Stored entries
//! Outbound adapters implementing domain ports for external infrastructure.
//!
//! - **persistence**: PostgreSQL account repository using Diesel
//! - **memory**: mutex-guarded in-process account repository
//! - **security**: Argon2id password hashing and JWT bearer tokens
//!
//! Adapters translate between domain types and infrastructure
//! representations. They contain no business logic.

pub mod memory;
pub mod persistence;
pub mod security;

■ TASK TO CARRY OUT ■
Write the data back out verbatim.

■ RESULT FOR THIS TASK ■
//! Outbound adapters implementing domain ports for external infrastructure.
//!
//! - **persistence**: PostgreSQL account repository using Diesel
//! - **memory**: mutex-guarded in-process account repository
//! - **security**: Argon2id password hashing and JWT bearer tokens
//!
//! Adapters translate between domain types and infrastructure
//! representations. They contain no business logic.

pub mod memory;
pub mod persistence;
pub mod security;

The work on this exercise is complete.